In any case, it’s a voice from the crowd how the whole ensemble is a mix of destinies, voices and costumes. The Congolese dances with the Japanese, everything happens simultaneously. A singer with a classical song holds everything together, but is also a warning. On the video screens clouds rise, there are also programmatic quotes to see whose meaning is not always very clear. “Almost everywhere where there is happiness, there is joy in nonsense,” it says there by the quotation Nietzsche.
The most convincing “contrasts” is where it shows the difficulties of the individual in the modern world.
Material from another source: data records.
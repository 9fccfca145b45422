use serde::{Deserialize, Serialize};

use crate::meta::Meta;
use crate::store::Table;

/// User record as persisted; `pwd` holds the Argon2 hash, never the plaintext.
#[derive(Debug, Clone, PartialEq, Eq, Serialize, Deserialize)]
pub struct User {
    pub email: String, // unique identifier, immutable once written
    pub pwd: String,
    pub name: String,
    pub role: String,
    pub meta: Meta,
}

impl User {
    pub fn table(name: &str) -> Table {
        Table::new(name, "email")
    }
}
use std::collections::{BTreeMap, HashMap};

use async_trait::async_trait;
use tokio::sync::RwLock;

use super::{Item, ItemKey, KvStore, StoreError, Table};

/// Process-local backend. Items are kept per table, ordered by key.
#[derive(Debug, Default)]
pub struct MemoryStore {
    tables: RwLock<HashMap<String, BTreeMap<ItemKey, Item>>>,
}

impl MemoryStore {
    pub fn new() -> Self {
        Self::default()
    }
}

#[async_trait]
impl KvStore for MemoryStore {
    async fn get_item(&self, table: &Table, key: &ItemKey) -> Result<Option<Item>, StoreError> {
        let tables = self.tables.read().await;
        Ok(tables
            .get(&table.name)
            .and_then(|rows| rows.get(key))
            .cloned())
    }

    async fn put_item(&self, table: &Table, item: Item) -> Result<(), StoreError> {
        let key = table.key_of(&item)?;
        let mut tables = self.tables.write().await;
        tables
            .entry(table.name.clone())
            .or_default()
            .insert(key, item);
        Ok(())
    }

    async fn query(&self, table: &Table, partition: &str) -> Result<Vec<Item>, StoreError> {
        let tables = self.tables.read().await;
        let Some(rows) = tables.get(&table.name) else {
            return Ok(Vec::new());
        };
        Ok(rows
            .iter()
            .filter(|(key, _)| key.partition == partition)
            .map(|(_, item)| item.clone())
            .collect())
    }
}

#[cfg(test)]
mod tests {
    use super::*;
    use serde_json::{json, Value};

    fn item(value: Value) -> Item {
        match value {
            Value::Object(map) => map,
            _ => unreachable!(),
        }
    }

    #[tokio::test]
    async fn put_then_get_by_full_key() {
        let store = MemoryStore::new();
        let table = Table::new("sessions", "email").with_sort_key("id");
        store
            .put_item(&table, item(json!({"email": "a@x.com", "id": "1", "name": "one"})))
            .await
            .unwrap();

        let hit = store
            .get_item(&table, &ItemKey::composite("a@x.com", "1"))
            .await
            .unwrap()
            .expect("stored item");
        assert_eq!(hit["name"], "one");

        let miss = store
            .get_item(&table, &ItemKey::composite("b@x.com", "1"))
            .await
            .unwrap();
        assert!(miss.is_none());
    }

    #[tokio::test]
    async fn put_overwrites_same_key() {
        let store = MemoryStore::new();
        let table = Table::new("users", "email");
        store
            .put_item(&table, item(json!({"email": "a@x.com", "name": "first"})))
            .await
            .unwrap();
        store
            .put_item(&table, item(json!({"email": "a@x.com", "name": "second"})))
            .await
            .unwrap();
        let got = store
            .get_item(&table, &ItemKey::partition("a@x.com"))
            .await
            .unwrap()
            .unwrap();
        assert_eq!(got["name"], "second");
    }

    #[tokio::test]
    async fn query_is_scoped_to_partition() {
        let store = MemoryStore::new();
        let table = Table::new("sessions", "email").with_sort_key("id");
        for (email, id) in [("a@x.com", "1"), ("a@x.com", "2"), ("b@x.com", "3")] {
            store
                .put_item(&table, item(json!({"email": email, "id": id})))
                .await
                .unwrap();
        }
        assert_eq!(store.query(&table, "a@x.com").await.unwrap().len(), 2);
        assert_eq!(store.query(&table, "b@x.com").await.unwrap().len(), 1);
        assert!(store.query(&table, "c@x.com").await.unwrap().is_empty());
    }

    #[tokio::test]
    async fn query_on_unknown_table_is_empty() {
        let store = MemoryStore::new();
        let table = Table::new("nothing-here", "email");
        assert!(store.query(&table, "a@x.com").await.unwrap().is_empty());
    }
}
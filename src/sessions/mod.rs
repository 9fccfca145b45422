pub mod dto;
pub mod handlers;
pub mod repo;
pub mod repo_types;

use crate::state::AppState;
use axum::Router;

pub fn router() -> Router<AppState> {
    handlers::session_routes()
}
use axum::{
    extract::{FromRef, Path, State},
    http::StatusCode,
    routing::{get, post},
    Json, Router,
};
use tracing::{error, instrument, warn};

use crate::{
    app::store_rejection,
    auth::{
        dto::{AuthResult, AuthenticateRequest, PublicUser, RegisterRequest},
        jwt::{AuthUser, JwtKeys},
        repo::RegisterError,
        repo_types::User,
        services::{self, authenticate, normalize_email},
    },
    state::AppState,
    store::StoreError,
};

pub fn auth_routes() -> Router<AppState> {
    Router::new()
        .route("/auth/register", post(register))
        .route("/auth/authenticate", post(login))
}

pub fn user_routes() -> Router<AppState> {
    Router::new()
        .route("/me", get(get_me))
        .route("/users/:email", get(get_user))
}

#[instrument(skip(state, payload))]
pub async fn register(
    State(state): State<AppState>,
    Json(payload): Json<RegisterRequest>,
) -> Result<(StatusCode, Json<PublicUser>), (StatusCode, String)> {
    let user = services::register(state.store.as_ref(), &state.config.tables.users, payload)
        .await
        .map_err(|e| match e {
            RegisterError::InvalidEmail | RegisterError::MissingPassword => {
                (StatusCode::BAD_REQUEST, e.to_string())
            }
            RegisterError::AlreadyRegistered => (StatusCode::CONFLICT, e.to_string()),
            RegisterError::Store(e) => {
                error!(error = %e, "register failed");
                store_rejection(e)
            }
            RegisterError::Hashing(e) => {
                error!(error = %e, "register failed");
                (StatusCode::INTERNAL_SERVER_ERROR, e.to_string())
            }
        })?;
    Ok((StatusCode::CREATED, Json(PublicUser::from(user))))
}

/// Always answers 200; the body says whether authentication succeeded.
#[instrument(skip(state, payload))]
pub async fn login(
    State(state): State<AppState>,
    Json(payload): Json<AuthenticateRequest>,
) -> Json<AuthResult> {
    let keys = JwtKeys::from_ref(&state);
    let result = authenticate(
        state.store.as_ref(),
        &state.config.tables.users,
        &keys,
        &normalize_email(&payload.email),
        &payload.pwd,
    )
    .await;
    Json(result)
}

#[instrument(skip(state))]
pub async fn get_user(
    State(state): State<AppState>,
    Path(email): Path<String>,
) -> Result<Json<PublicUser>, (StatusCode, String)> {
    let email = normalize_email(&email);
    let user = User::find_by_email(state.store.as_ref(), &state.config.tables.users, &email)
        .await
        .map_err(|e| {
            warn!(error = %e, email = %email, "user lookup failed");
            store_rejection(e)
        })?;
    Ok(Json(PublicUser::from(user)))
}

#[instrument(skip(state))]
pub async fn get_me(
    State(state): State<AppState>,
    AuthUser(email): AuthUser,
) -> Result<Json<PublicUser>, (StatusCode, String)> {
    let user = User::find_by_email(state.store.as_ref(), &state.config.tables.users, &email)
        .await
        .map_err(|e| {
            error!(error = %e, email = %email, "authenticated user not found");
            match e {
                StoreError::NotFound => (StatusCode::UNAUTHORIZED, "User not found".into()),
                other => store_rejection(other),
            }
        })?;
    Ok(Json(PublicUser::from(user)))
}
Sirens and street noise penetrate through the idyll of nature, which the urban man longs for and which he can not reach anymore. Here, the traditional and contemporary mix in the dance language, the drums to a soundtrack, to which the movements of the dancers seem like a defense. In the end, the colorful costumes have served their day, functional clothes have become black mourning clothes. This is how the contrasts become a requiem. Great applause.

Thomas Hag

Obligations and limitations dominate the social discussions. Freedom seems to be a distant utopia. The choreographer Jacqueline Fischer has now worked on the topic of “being free” in performance companies a piece with performers from Germany, Greece, the United States, Chile, Japan and the Republic of Congo. “Contrasts” is the name of the new production of the Theater der Klänge in Düsseldorf.

For many years this ensemble brings together all art forms in ever new combinations. “Contrasts” is a music and dance theater with acting, video art and electronic music. Jaqueline Fischer wants to explore people’s abilities, regardless of their background, age, illness or education.

Stefan Keim reports on the premiere.